--- Task item ---
Return each line of the records holding the string "store".
Start of Data section
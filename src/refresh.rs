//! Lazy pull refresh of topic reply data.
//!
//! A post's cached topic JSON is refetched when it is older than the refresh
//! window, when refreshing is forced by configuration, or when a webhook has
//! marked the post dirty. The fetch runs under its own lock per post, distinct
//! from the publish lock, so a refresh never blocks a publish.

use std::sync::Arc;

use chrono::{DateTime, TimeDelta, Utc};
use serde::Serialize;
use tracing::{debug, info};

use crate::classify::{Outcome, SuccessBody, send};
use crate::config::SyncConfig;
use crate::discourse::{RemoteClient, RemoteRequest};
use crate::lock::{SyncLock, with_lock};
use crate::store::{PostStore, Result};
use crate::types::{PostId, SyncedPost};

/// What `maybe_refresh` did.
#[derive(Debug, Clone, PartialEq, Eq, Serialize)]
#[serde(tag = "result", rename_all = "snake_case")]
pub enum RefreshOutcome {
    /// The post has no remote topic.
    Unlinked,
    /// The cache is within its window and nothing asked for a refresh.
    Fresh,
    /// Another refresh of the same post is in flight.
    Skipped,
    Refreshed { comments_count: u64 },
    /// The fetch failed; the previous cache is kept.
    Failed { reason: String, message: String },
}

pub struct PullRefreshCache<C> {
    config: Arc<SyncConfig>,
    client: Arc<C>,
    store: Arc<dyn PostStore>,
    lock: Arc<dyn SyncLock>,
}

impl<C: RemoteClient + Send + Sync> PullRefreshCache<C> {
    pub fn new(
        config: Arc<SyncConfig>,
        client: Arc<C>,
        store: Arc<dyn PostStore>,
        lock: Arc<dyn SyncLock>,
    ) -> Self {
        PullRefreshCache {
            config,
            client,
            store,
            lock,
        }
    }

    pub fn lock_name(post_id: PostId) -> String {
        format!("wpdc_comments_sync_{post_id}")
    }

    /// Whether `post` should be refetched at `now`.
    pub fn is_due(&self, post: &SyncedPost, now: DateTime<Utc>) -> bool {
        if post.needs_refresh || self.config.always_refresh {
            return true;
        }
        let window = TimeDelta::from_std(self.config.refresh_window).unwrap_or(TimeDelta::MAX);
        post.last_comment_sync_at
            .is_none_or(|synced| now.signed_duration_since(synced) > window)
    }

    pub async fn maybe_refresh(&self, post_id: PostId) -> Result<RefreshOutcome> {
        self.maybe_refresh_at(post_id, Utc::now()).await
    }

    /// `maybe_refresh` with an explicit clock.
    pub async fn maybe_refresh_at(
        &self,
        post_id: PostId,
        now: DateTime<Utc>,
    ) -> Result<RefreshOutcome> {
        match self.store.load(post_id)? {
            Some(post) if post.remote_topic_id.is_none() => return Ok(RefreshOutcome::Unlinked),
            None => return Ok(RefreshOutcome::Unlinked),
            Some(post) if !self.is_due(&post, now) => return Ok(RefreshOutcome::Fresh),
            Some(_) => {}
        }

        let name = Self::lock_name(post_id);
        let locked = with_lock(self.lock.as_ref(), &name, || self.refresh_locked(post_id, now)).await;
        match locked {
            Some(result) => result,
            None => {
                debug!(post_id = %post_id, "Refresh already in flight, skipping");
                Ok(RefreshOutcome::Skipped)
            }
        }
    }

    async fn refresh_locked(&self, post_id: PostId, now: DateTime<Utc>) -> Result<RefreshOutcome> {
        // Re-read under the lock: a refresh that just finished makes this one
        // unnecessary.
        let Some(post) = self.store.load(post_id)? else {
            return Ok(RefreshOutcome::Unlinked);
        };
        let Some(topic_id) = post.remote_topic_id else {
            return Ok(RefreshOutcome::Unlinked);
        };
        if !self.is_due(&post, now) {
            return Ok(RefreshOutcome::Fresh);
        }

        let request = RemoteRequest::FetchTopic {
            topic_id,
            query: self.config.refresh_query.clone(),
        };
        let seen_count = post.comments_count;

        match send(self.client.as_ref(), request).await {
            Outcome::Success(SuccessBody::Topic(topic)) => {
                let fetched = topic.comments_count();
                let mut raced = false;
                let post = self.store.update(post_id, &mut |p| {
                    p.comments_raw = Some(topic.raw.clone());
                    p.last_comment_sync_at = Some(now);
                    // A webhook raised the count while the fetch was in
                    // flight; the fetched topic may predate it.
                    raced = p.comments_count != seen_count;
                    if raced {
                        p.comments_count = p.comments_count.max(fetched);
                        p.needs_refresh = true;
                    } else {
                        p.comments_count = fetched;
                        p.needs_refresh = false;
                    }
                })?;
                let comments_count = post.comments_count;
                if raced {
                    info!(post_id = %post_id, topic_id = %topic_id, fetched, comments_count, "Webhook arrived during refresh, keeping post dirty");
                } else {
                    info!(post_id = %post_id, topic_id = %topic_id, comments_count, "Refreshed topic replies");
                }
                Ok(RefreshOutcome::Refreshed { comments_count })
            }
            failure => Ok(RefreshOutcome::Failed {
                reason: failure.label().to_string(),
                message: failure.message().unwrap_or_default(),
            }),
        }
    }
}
End of Data section
--- Answer box ---
use crate::store::{PostStore, Result};
    store: Arc<dyn PostStore>,
        store: Arc<dyn PostStore>,
            store,
        match self.store.load(post_id)? {
        let Some(post) = self.store.load(post_id)? else {
                let post = self.store.update(post_id, &mut |p| {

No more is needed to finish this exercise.